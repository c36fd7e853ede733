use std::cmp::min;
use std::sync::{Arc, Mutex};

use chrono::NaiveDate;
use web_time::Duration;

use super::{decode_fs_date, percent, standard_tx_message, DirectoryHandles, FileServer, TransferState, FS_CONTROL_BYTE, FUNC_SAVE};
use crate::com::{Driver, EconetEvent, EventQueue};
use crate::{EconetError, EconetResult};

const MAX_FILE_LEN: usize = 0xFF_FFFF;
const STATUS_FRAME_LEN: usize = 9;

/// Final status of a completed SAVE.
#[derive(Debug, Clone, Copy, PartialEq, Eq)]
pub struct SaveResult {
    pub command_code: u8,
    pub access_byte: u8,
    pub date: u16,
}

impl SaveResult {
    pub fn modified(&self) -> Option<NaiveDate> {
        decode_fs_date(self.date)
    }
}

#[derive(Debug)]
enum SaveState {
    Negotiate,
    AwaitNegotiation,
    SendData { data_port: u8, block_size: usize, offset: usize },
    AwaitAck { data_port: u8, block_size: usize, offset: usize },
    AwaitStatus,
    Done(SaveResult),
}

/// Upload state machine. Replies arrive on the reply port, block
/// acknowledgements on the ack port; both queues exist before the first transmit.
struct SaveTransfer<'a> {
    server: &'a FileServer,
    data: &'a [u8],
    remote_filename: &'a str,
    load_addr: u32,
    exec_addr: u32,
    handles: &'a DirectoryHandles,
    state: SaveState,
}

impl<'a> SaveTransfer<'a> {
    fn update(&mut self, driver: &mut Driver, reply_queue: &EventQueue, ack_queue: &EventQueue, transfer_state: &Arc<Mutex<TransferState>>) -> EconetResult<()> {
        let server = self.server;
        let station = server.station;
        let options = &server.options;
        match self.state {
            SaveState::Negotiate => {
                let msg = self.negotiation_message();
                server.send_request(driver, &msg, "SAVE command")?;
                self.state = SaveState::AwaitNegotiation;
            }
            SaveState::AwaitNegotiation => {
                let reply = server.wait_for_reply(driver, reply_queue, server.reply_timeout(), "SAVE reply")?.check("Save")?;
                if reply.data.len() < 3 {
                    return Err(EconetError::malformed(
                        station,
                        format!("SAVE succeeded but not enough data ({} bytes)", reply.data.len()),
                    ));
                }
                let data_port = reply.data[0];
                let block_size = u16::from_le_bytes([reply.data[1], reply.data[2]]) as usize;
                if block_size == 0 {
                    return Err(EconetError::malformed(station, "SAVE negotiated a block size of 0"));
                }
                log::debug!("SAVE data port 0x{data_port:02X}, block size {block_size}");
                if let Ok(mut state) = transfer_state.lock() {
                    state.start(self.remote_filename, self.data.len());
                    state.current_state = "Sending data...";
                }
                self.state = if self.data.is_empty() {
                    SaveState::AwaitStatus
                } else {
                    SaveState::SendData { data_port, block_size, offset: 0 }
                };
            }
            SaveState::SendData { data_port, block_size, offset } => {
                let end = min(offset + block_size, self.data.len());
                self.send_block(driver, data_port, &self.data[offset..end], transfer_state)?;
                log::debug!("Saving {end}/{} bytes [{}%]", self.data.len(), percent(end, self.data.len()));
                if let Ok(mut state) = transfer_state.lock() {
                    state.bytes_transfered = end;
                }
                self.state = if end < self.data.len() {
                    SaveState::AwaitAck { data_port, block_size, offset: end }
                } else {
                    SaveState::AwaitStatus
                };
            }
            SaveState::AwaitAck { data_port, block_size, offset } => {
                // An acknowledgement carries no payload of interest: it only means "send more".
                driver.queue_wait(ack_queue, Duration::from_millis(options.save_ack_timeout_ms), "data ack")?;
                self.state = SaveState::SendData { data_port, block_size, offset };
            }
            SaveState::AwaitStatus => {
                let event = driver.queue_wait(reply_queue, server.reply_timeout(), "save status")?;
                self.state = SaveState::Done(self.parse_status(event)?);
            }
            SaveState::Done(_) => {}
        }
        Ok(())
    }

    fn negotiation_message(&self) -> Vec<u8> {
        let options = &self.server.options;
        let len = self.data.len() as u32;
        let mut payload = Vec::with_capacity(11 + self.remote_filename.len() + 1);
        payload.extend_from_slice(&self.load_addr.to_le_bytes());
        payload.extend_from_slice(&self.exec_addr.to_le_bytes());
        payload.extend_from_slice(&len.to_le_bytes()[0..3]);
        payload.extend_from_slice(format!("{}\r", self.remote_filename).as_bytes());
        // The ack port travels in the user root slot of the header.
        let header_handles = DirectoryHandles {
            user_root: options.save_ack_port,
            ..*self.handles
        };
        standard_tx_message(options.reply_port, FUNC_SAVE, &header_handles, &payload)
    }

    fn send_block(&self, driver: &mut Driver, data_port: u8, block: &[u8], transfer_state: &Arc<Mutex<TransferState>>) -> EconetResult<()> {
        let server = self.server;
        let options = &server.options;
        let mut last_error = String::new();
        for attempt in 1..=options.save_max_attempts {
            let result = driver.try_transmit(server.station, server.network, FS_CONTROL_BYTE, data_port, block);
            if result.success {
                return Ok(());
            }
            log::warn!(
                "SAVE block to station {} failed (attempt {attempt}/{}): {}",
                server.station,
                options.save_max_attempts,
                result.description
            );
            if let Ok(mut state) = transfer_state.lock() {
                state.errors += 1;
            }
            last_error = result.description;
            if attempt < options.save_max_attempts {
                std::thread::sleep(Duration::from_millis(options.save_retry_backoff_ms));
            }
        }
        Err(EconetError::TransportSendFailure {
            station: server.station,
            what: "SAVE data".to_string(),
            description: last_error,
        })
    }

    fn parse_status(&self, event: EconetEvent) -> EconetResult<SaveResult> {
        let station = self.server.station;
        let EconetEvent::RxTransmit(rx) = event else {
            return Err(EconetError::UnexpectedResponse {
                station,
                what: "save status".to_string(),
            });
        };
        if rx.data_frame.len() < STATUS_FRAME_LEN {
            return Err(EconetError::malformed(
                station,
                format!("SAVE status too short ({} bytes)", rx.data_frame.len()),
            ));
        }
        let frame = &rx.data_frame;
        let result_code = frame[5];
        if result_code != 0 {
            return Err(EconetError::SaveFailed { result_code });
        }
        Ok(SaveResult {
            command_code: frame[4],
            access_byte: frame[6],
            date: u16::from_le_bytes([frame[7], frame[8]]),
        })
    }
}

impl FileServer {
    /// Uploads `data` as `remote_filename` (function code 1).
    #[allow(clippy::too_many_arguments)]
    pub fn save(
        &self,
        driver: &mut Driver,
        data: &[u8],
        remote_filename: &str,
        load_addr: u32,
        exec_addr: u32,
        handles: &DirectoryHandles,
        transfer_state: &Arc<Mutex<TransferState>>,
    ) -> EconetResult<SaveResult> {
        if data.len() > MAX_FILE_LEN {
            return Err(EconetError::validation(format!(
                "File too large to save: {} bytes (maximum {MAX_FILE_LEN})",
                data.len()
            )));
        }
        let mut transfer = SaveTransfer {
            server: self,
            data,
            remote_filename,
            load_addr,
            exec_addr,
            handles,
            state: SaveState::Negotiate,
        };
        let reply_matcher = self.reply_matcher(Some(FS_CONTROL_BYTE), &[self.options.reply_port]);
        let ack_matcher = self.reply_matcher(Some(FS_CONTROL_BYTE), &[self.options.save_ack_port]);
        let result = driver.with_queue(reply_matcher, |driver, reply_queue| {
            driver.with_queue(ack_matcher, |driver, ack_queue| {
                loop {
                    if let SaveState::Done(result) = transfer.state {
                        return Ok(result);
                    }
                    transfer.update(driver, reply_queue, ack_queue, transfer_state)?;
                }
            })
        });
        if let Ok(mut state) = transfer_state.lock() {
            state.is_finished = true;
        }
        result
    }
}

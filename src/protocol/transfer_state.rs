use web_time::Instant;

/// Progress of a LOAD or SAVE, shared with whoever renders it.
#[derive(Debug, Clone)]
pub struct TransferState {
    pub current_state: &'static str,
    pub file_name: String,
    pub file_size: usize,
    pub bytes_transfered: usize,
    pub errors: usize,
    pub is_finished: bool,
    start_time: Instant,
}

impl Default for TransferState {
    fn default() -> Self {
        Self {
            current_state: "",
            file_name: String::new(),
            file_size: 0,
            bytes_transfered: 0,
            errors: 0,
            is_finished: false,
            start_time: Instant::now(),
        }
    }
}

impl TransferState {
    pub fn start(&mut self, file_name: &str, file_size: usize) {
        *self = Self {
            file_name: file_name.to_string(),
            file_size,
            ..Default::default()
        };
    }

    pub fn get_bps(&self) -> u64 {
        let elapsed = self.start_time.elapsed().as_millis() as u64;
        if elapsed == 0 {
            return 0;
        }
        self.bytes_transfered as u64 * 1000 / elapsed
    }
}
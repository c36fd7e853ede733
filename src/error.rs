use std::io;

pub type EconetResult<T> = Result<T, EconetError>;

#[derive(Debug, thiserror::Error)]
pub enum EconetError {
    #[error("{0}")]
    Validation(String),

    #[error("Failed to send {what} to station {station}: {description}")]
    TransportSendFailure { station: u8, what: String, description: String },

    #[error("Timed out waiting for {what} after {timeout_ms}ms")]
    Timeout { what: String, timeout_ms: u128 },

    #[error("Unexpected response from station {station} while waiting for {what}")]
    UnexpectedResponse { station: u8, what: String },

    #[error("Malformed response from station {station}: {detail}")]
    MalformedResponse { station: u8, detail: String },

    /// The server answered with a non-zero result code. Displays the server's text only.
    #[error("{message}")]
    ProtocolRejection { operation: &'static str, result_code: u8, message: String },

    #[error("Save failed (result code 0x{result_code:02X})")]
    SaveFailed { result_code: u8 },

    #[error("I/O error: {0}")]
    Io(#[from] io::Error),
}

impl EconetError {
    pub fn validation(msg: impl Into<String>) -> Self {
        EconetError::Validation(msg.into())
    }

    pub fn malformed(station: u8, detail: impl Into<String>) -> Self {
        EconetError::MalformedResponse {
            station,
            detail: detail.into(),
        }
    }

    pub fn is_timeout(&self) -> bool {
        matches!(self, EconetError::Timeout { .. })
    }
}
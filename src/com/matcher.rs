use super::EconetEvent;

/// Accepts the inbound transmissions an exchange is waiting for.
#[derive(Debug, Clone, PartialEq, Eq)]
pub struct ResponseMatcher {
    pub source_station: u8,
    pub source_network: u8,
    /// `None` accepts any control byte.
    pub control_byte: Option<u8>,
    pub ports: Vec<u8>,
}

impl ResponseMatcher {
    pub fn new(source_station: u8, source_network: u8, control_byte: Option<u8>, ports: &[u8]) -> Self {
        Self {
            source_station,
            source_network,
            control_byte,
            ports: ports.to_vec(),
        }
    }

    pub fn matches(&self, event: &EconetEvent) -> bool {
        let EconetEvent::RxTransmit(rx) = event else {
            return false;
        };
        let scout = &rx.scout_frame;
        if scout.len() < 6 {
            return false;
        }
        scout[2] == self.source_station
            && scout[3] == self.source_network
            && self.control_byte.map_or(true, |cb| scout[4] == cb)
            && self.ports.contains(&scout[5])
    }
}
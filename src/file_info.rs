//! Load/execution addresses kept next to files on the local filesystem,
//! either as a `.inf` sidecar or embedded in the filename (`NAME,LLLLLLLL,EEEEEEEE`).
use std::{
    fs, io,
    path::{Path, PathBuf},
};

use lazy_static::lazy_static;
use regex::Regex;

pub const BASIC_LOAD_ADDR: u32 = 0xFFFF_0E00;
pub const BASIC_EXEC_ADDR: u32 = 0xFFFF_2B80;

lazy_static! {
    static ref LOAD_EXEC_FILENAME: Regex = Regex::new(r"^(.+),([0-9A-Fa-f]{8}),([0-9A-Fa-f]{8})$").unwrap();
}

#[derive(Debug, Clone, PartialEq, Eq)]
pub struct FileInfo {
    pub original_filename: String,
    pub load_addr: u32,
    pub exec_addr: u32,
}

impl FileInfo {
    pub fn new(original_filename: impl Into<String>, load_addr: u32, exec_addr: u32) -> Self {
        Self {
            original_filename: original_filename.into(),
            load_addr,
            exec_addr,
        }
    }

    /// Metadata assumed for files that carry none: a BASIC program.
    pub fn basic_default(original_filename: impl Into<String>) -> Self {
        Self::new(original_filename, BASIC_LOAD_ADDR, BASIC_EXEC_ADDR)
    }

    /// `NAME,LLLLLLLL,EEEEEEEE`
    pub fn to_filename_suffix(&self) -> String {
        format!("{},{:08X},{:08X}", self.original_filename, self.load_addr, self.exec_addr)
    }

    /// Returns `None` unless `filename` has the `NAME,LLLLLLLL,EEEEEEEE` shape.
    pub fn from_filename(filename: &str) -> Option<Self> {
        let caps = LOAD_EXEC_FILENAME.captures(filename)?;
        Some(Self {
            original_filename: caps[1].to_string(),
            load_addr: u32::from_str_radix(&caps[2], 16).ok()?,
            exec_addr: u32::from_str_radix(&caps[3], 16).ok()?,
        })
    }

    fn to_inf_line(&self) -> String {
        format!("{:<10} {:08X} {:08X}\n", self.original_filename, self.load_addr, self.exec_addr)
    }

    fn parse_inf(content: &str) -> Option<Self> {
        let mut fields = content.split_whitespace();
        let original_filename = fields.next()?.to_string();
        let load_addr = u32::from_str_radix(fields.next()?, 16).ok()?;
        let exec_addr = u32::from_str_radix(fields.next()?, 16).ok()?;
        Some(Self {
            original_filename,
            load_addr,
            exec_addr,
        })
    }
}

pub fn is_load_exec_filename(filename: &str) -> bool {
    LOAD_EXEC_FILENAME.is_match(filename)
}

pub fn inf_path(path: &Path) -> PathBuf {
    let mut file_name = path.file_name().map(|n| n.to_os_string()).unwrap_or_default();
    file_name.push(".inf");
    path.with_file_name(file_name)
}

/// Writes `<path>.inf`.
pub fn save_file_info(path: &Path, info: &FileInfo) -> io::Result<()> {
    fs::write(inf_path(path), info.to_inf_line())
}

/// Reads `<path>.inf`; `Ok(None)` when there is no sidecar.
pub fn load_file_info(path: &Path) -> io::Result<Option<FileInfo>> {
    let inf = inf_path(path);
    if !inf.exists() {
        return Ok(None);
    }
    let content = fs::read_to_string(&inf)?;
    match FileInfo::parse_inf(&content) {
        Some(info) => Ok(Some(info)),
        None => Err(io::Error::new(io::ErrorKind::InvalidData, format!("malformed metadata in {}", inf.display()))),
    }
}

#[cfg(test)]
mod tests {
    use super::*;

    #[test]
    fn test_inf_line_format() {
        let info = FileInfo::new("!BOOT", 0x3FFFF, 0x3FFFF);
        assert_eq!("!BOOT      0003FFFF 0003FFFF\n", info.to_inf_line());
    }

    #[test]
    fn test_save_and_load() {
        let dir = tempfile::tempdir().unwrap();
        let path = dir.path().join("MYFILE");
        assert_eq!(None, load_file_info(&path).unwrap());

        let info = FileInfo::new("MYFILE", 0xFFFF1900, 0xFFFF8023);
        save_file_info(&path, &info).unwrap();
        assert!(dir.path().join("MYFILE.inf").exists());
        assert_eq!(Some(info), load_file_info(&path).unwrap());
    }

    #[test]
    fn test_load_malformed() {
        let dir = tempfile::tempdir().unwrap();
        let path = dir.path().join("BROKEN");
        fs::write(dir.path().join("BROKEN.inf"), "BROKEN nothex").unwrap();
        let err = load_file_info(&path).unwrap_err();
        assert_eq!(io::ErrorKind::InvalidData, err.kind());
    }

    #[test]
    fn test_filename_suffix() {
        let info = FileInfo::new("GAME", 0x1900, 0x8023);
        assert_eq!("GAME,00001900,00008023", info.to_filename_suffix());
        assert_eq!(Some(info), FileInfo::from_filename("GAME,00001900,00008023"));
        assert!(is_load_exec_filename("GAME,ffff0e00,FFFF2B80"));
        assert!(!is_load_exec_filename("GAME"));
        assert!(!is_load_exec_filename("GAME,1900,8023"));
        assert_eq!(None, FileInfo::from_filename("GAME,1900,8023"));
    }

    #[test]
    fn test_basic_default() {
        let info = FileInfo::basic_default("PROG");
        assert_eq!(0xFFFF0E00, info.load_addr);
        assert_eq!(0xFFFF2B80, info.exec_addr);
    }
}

* * *

▶ [Assigned task]: Where a line in the entries holds the word "GAME", copy that line.

▶ [Task solution]:
        let info = FileInfo::new("GAME", 0x1900, 0x8023);
        assert_eq!("GAME,00001900,00008023", info.to_filename_suffix());
        assert_eq!(Some(info), FileInfo::from_filename("GAME,00001900,00008023"));
        assert!(is_load_exec_filename("GAME,ffff0e00,FFFF2B80"));
        assert!(!is_load_exec_filename("GAME"));
        assert!(!is_load_exec_filename("GAME,1900,8023"));
        assert_eq!(None, FileInfo::from_filename("GAME,1900,8023"));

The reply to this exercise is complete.